Collected data entries
──────
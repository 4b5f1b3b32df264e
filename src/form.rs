//! Customization form state
//!
//! Holds the canonical customization fields and the validation results derived
//! from them. Widgets never write here directly; they describe a change as a
//! [`FieldChange`] and the owner applies it.

use std::collections::BTreeMap;

use serde::{Deserialize, Serialize};
use thiserror::Error;

/// Maximum number of characters accepted in the custom text field
pub const MAX_CUSTOM_TEXT_CHARS: usize = 100;

/// Number of rows shown for the custom text area and printed on the shirt
pub const CUSTOM_TEXT_LINES: usize = 3;

/// Largest value the numeric inputs accept while typing
pub const MAX_MEASUREMENT: u32 = 9999;

/// Body build selector
#[derive(Debug, Clone, Copy, PartialEq, Eq, Hash, Default, Serialize, Deserialize)]
#[serde(rename_all = "lowercase")]
pub enum Build {
    Slim,
    #[default]
    Athletic,
    Regular,
    Large,
}

impl Build {
    pub fn name(&self) -> &'static str {
        match self {
            Build::Slim => "slim",
            Build::Athletic => "athletic",
            Build::Regular => "regular",
            Build::Large => "large",
        }
    }

    pub fn label(&self) -> &'static str {
        match self {
            Build::Slim => "Slim",
            Build::Athletic => "Athletic",
            Build::Regular => "Regular",
            Build::Large => "Large",
        }
    }

    pub fn next(&self) -> Self {
        match self {
            Build::Slim => Build::Athletic,
            Build::Athletic => Build::Regular,
            Build::Regular => Build::Large,
            Build::Large => Build::Slim,
        }
    }

    pub fn prev(&self) -> Self {
        match self {
            Build::Slim => Build::Large,
            Build::Athletic => Build::Slim,
            Build::Regular => Build::Athletic,
            Build::Large => Build::Regular,
        }
    }
}

/// The user's customization choices
#[derive(Debug, Clone, PartialEq, Eq, Serialize, Deserialize)]
#[serde(rename_all = "camelCase")]
pub struct CustomizationData {
    /// Height in centimetres
    pub height: u32,
    /// Weight in kilograms
    pub weight: u32,
    pub build: Build,
    pub custom_text: String,
}

impl Default for CustomizationData {
    fn default() -> Self {
        Self {
            height: 180,
            weight: 80,
            build: Build::Athletic,
            custom_text: String::new(),
        }
    }
}

/// Identifies a single form field
#[derive(Debug, Clone, Copy, PartialEq, Eq, PartialOrd, Ord, Hash)]
pub enum FormField {
    Height,
    Weight,
    Build,
    CustomText,
}

impl FormField {
    pub fn name(&self) -> &'static str {
        match self {
            FormField::Height => "height",
            FormField::Weight => "weight",
            FormField::Build => "build",
            FormField::CustomText => "customText",
        }
    }
}

/// Validation failures surfaced next to a field
#[derive(Debug, Clone, Copy, PartialEq, Eq, Error)]
pub enum ValidationError {
    #[error("Text is too long")]
    TextTooLong,
}

pub type ValidationErrors = BTreeMap<FormField, ValidationError>;

/// A single-field update produced by an input widget
#[derive(Debug, Clone, PartialEq, Eq)]
pub enum FieldChange {
    Height(u32),
    Weight(u32),
    Build(Build),
    CustomText(String),
}

impl FieldChange {
    pub fn field(&self) -> FormField {
        match self {
            FieldChange::Height(_) => FormField::Height,
            FieldChange::Weight(_) => FormField::Weight,
            FieldChange::Build(_) => FormField::Build,
            FieldChange::CustomText(_) => FormField::CustomText,
        }
    }
}

/// Compute the validation errors for a set of values
pub fn validate(data: &CustomizationData) -> ValidationErrors {
    let mut errors = ValidationErrors::new();
    if data.custom_text.chars().count() > MAX_CUSTOM_TEXT_CHARS {
        errors.insert(FormField::CustomText, ValidationError::TextTooLong);
    }
    errors
}

/// Canonical form values plus their derived validation errors
#[derive(Debug, Clone, Default)]
pub struct FormState {
    data: CustomizationData,
    errors: ValidationErrors,
}

impl FormState {
    pub fn new() -> Self {
        Self::default()
    }

    pub fn data(&self) -> &CustomizationData {
        &self.data
    }

    pub fn errors(&self) -> &ValidationErrors {
        &self.errors
    }

    pub fn error_for(&self, field: FormField) -> Option<ValidationError> {
        self.errors.get(&field).copied()
    }

    pub fn has_errors(&self) -> bool {
        !self.errors.is_empty()
    }

    /// Apply a single-field change and revalidate.
    pub fn apply(&mut self, change: FieldChange) {
        match change {
            FieldChange::Height(v) => self.data.height = v,
            FieldChange::Weight(v) => self.data.weight = v,
            FieldChange::Build(b) => self.data.build = b,
            FieldChange::CustomText(text) => self.data.custom_text = text,
        }
        self.errors = validate(&self.data);
    }

    /// Immutable copy of the current values, taken at submit time
    pub fn snapshot(&self) -> CustomizationData {
        self.data.clone()
    }
}

/// Append a typed digit to a numeric value, ignoring input that would overflow the field.
pub fn push_digit(value: u32, digit: u32) -> u32 {
    value
        .checked_mul(10)
        .and_then(|v| v.checked_add(digit))
        .filter(|v| *v <= MAX_MEASUREMENT)
        .unwrap_or(value)
}

/// Remove the last typed digit from a numeric value.
pub fn pop_digit(value: u32) -> u32 {
    value / 10
}

#[cfg(test)]
mod tests {
    use super::*;
    use proptest::prelude::*;

    #[test]
    fn test_defaults() {
        let form = FormState::new();
        assert_eq!(form.data().height, 180);
        assert_eq!(form.data().weight, 80);
        assert_eq!(form.data().build, Build::Athletic);
        assert!(form.data().custom_text.is_empty());
        assert!(!form.has_errors());
    }

    #[test]
    fn test_text_length_boundary() {
        let mut form = FormState::new();
        form.apply(FieldChange::CustomText("A".repeat(100)));
        assert_eq!(form.error_for(FormField::CustomText), None);

        form.apply(FieldChange::CustomText("A".repeat(101)));
        assert_eq!(
            form.error_for(FormField::CustomText),
            Some(ValidationError::TextTooLong)
        );

        form.apply(FieldChange::CustomText("short".to_string()));
        assert!(!form.has_errors());
    }

    #[test]
    fn test_text_length_counts_characters() {
        let mut form = FormState::new();
        form.apply(FieldChange::CustomText("é".repeat(100)));
        assert!(!form.has_errors());
    }

    #[test]
    fn test_error_message() {
        assert_eq!(ValidationError::TextTooLong.to_string(), "Text is too long");
    }

    #[test]
    fn test_field_names_match_payload_keys() {
        let json = serde_json::to_value(CustomizationData::default()).unwrap();
        for field in [
            FormField::Height,
            FormField::Weight,
            FormField::Build,
            FormField::CustomText,
        ] {
            assert!(json.get(field.name()).is_some(), "{}", field.name());
        }
    }

    #[test]
    fn test_snapshot_serializes_like_form_payload() {
        let data = CustomizationData {
            height: 190,
            weight: 90,
            build: Build::Slim,
            custom_text: "HELLO".to_string(),
        };
        let json = serde_json::to_value(&data).unwrap();
        assert_eq!(
            json,
            serde_json::json!({
                "height": 190,
                "weight": 90,
                "build": "slim",
                "customText": "HELLO"
            })
        );
    }

    #[test]
    fn test_build_cycling() {
        let build = Build::Large;
        assert_eq!(build.next(), Build::Slim);
        assert_eq!(Build::Slim.prev(), Build::Large);
        assert_eq!(Build::Athletic.next().prev(), Build::Athletic);
    }

    #[test]
    fn test_digit_editing() {
        assert_eq!(push_digit(18, 5), 185);
        assert_eq!(push_digit(0, 7), 7);
        assert_eq!(push_digit(9999, 1), 9999);
        assert_eq!(pop_digit(185), 18);
        assert_eq!(pop_digit(7), 0);
    }

    fn arb_change() -> impl Strategy<Value = FieldChange> {
        prop_oneof![
            (0u32..400).prop_map(FieldChange::Height),
            (0u32..400).prop_map(FieldChange::Weight),
            prop_oneof![
                Just(Build::Slim),
                Just(Build::Athletic),
                Just(Build::Regular),
                Just(Build::Large),
            ]
            .prop_map(FieldChange::Build),
        ]
    }

    proptest! {
        #[test]
        fn prop_change_touches_only_its_field(change in arb_change()) {
            let mut form = FormState::new();
            let before = form.snapshot();
            let field = change.field();
            form.apply(change);
            let after = form.snapshot();

            if field != FormField::Height {
                prop_assert_eq!(after.height, before.height);
            }
            if field != FormField::Weight {
                prop_assert_eq!(after.weight, before.weight);
            }
            if field != FormField::Build {
                prop_assert_eq!(after.build, before.build);
            }
            prop_assert_eq!(after.custom_text, before.custom_text);
        }
    }
}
──────
■ ACTION ITEM ■
Show me every line in the data above that includes "FormState".

■ PROBLEM SOLUTION ■
pub struct FormState {
impl FormState {
        let form = FormState::new();
        let mut form = FormState::new();
        let mut form = FormState::new();
            let mut form = FormState::new();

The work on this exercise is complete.